Source information →
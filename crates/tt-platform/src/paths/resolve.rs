use std::path::PathBuf;

use tt_common::PlatformError;

pub(super) const APP_NAME: &str = "tiny-torrent";

/// Returns the platform-specific data directory.
///
/// - Windows: `%APPDATA%\tiny-torrent`
/// - Linux: `$XDG_DATA_HOME/tiny-torrent` (defaults to `~/.local/share/tiny-torrent`)
/// - macOS: `~/Library/Application Support/tiny-torrent`
pub fn data_dir() -> Result<PathBuf, PlatformError> {
    Ok(dirs::data_dir()
        .ok_or_else(|| PlatformError::PathError("could not determine data directory".into()))?
        .join(APP_NAME))
}

/// Returns the path to the log directory, `data_dir()/logs`.
pub fn log_dir() -> Result<PathBuf, PlatformError> {
    Ok(data_dir()?.join("logs"))
}

/// Returns the path to the crash report directory, `log_dir()/crash-reports`.
pub fn crash_report_dir() -> Result<PathBuf, PlatformError> {
    Ok(log_dir()?.join("crash-reports"))
}

/// Returns the content engine's profile directory, `data_dir()/WebView2`.
pub fn webview_data_dir() -> Result<PathBuf, PlatformError> {
    Ok(data_dir()?.join("WebView2"))
}
mod core;

pub use self::core::*;
//! TorrentHostApp struct definition and constructor.

use std::sync::atomic::AtomicBool;
use std::sync::Arc;
use std::time::Instant;

use tt_config::HostConfig;
use tt_host::{DesktopPlatform, HostingSession};
use tt_rpc::{RpcConnection, TrayStatus};
use winit::event_loop::EventLoopProxy;
use winit::window::Window;

use super::input_bridge::PointerState;
use super::polling::StatusPoller;
use super::splash::Splash;
use super::types::UserEvent;
use super::watchdog::Handshake;

/// Top-level application state.
pub struct TorrentHostApp {
    pub(super) config: HostConfig,
    pub(super) proxy: EventLoopProxy<UserEvent>,

    // Windowing
    pub(super) window: Option<Arc<Window>>,
    pub(super) session: Option<HostingSession<DesktopPlatform>>,
    pub(super) pointer: PointerState,
    pub(super) splash: Option<Splash>,

    // Daemon
    pub(super) rpc: Arc<RpcConnection>,
    pub(super) poller: Option<StatusPoller>,
    /// Set while a status snapshot is queued on the event loop.
    pub(super) status_pending: Arc<AtomicBool>,
    pub(super) last_status: Option<TrayStatus>,
    pub(super) handshake: Handshake,

    pub(super) fatal_error: Option<String>,
    pub(super) should_exit: bool,
    pub(super) shut_down: bool,
}

impl TorrentHostApp {
    pub fn new(config: HostConfig, start_hidden: bool, proxy: EventLoopProxy<UserEvent>) -> Self {
        let rpc = Arc::new(RpcConnection::new(&config.daemon));
        let handshake = Handshake::new(
            Instant::now(),
            config.startup.handshake_timeout(),
            config.startup.auto_open,
            start_hidden,
        );
        Self {
            config,
            proxy,
            window: None,
            session: None,
            pointer: PointerState::default(),
            splash: None,
            rpc,
            poller: None,
            status_pending: Arc::new(AtomicBool::new(false)),
            last_status: None,
            handshake,
            fatal_error: None,
            should_exit: false,
            shut_down: false,
        }
    }

    /// The error that ended the run, if content hosting failed.
    pub fn fatal_error(&self) -> Option<&str> {
        self.fatal_error.as_deref()
    }
}
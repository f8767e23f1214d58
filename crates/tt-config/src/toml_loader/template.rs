//! Default TOML config template with inline documentation comments.

/// Generate the default TOML config content with comments.
pub(crate) fn default_config_toml() -> String {
    r##"# TinyTorrent native host configuration
# Schema version 1
# Only override what you want to change -- missing fields use defaults.

[daemon]
# host = "127.0.0.1"
# port = 0                     # 0 = wait for --port
# token = ""                   # sent as X-TT-Auth
# request_timeout_ms = 5000    # 250-60000

[window]
# title = "TinyTorrent"
# width = 1280                 # 320-16384
# height = 800                 # 240-16384
# min_width = 640
# min_height = 480
# close_to_tray = false

[engine]
# prefer_composition = true    # false = always host directly in the window
# user_data_dir = ""           # empty = <data dir>/WebView2
# devtools = false

[startup]
# auto_open = true
# show_splash = true
# splash_message = ""
# handshake_timeout_ms = 15000 # 1000-120000
# poll_interval_ms = 1000      # 100-60000

[logging]
# level = "info"               # trace, debug, info, warn, error
"##
    .to_string()
}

About this exercise → The records above are to be printed in full, exactly as they appear.

Response to the task →
filename crates/tt-platform/src/paths/resolve.rs
use std::path::PathBuf;

use tt_common::PlatformError;

pub(super) const APP_NAME: &str = "tiny-torrent";

/// Returns the platform-specific data directory.
///
/// - Windows: `%APPDATA%\tiny-torrent`
/// - Linux: `$XDG_DATA_HOME/tiny-torrent` (defaults to `~/.local/share/tiny-torrent`)
/// - macOS: `~/Library/Application Support/tiny-torrent`
pub fn data_dir() -> Result<PathBuf, PlatformError> {
    Ok(dirs::data_dir()
        .ok_or_else(|| PlatformError::PathError("could not determine data directory".into()))?
        .join(APP_NAME))
}

/// Returns the path to the log directory, `data_dir()/logs`.
pub fn log_dir() -> Result<PathBuf, PlatformError> {
    Ok(data_dir()?.join("logs"))
}

/// Returns the path to the crash report directory, `log_dir()/crash-reports`.
pub fn crash_report_dir() -> Result<PathBuf, PlatformError> {
    Ok(log_dir()?.join("crash-reports"))
}

/// Returns the content engine's profile directory, `data_dir()/WebView2`.
pub fn webview_data_dir() -> Result<PathBuf, PlatformError> {
    Ok(data_dir()?.join("WebView2"))
}
mod core;

pub use self::core::*;
//! TorrentHostApp struct definition and constructor.

use std::sync::atomic::AtomicBool;
use std::sync::Arc;
use std::time::Instant;

use tt_config::HostConfig;
use tt_host::{DesktopPlatform, HostingSession};
use tt_rpc::{RpcConnection, TrayStatus};
use winit::event_loop::EventLoopProxy;
use winit::window::Window;

use super::input_bridge::PointerState;
use super::polling::StatusPoller;
use super::splash::Splash;
use super::types::UserEvent;
use super::watchdog::Handshake;

/// Top-level application state.
pub struct TorrentHostApp {
    pub(super) config: HostConfig,
    pub(super) proxy: EventLoopProxy<UserEvent>,

    // Windowing
    pub(super) window: Option<Arc<Window>>,
    pub(super) session: Option<HostingSession<DesktopPlatform>>,
    pub(super) pointer: PointerState,
    pub(super) splash: Option<Splash>,

    // Daemon
    pub(super) rpc: Arc<RpcConnection>,
    pub(super) poller: Option<StatusPoller>,
    /// Set while a status snapshot is queued on the event loop.
    pub(super) status_pending: Arc<AtomicBool>,
    pub(super) last_status: Option<TrayStatus>,
    pub(super) handshake: Handshake,

    pub(super) fatal_error: Option<String>,
    pub(super) should_exit: bool,
    pub(super) shut_down: bool,
}

impl TorrentHostApp {
    pub fn new(config: HostConfig, start_hidden: bool, proxy: EventLoopProxy<UserEvent>) -> Self {
        let rpc = Arc::new(RpcConnection::new(&config.daemon));
        let handshake = Handshake::new(
            Instant::now(),
            config.startup.handshake_timeout(),
            config.startup.auto_open,
            start_hidden,
        );
        Self {
            config,
            proxy,
            window: None,
            session: None,
            pointer: PointerState::default(),
            splash: None,
            rpc,
            poller: None,
            status_pending: Arc::new(AtomicBool::new(false)),
            last_status: None,
            handshake,
            fatal_error: None,
            should_exit: false,
            shut_down: false,
        }
    }

    /// The error that ended the run, if content hosting failed.
    pub fn fatal_error(&self) -> Option<&str> {
        self.fatal_error.as_deref()
    }
}
repository f8767e23f1214d58
filename crates/tt-config/src/toml_loader/template.rs
//! Default TOML config template with inline documentation comments.

/// Generate the default TOML config content with comments.
pub(crate) fn default_config_toml() -> String {
    r##"# TinyTorrent native host configuration
# Schema version 1
# Only override what you want to change -- missing fields use defaults.

[daemon]
# host = "127.0.0.1"
# port = 0                     # 0 = wait for --port
# token = ""                   # sent as X-TT-Auth
# request_timeout_ms = 5000    # 250-60000

[window]
# title = "TinyTorrent"
# width = 1280                 # 320-16384
# height = 800                 # 240-16384
# min_width = 640
# min_height = 480
# close_to_tray = false

[engine]
# prefer_composition = true    # false = always host directly in the window
# user_data_dir = ""           # empty = <data dir>/WebView2
# devtools = false

[startup]
# auto_open = true
# show_splash = true
# splash_message = ""
# handshake_timeout_ms = 15000 # 1000-120000
# poll_interval_ms = 1000      # 100-60000

[logging]
# level = "info"               # trace, debug, info, warn, error
"##
    .to_string()
}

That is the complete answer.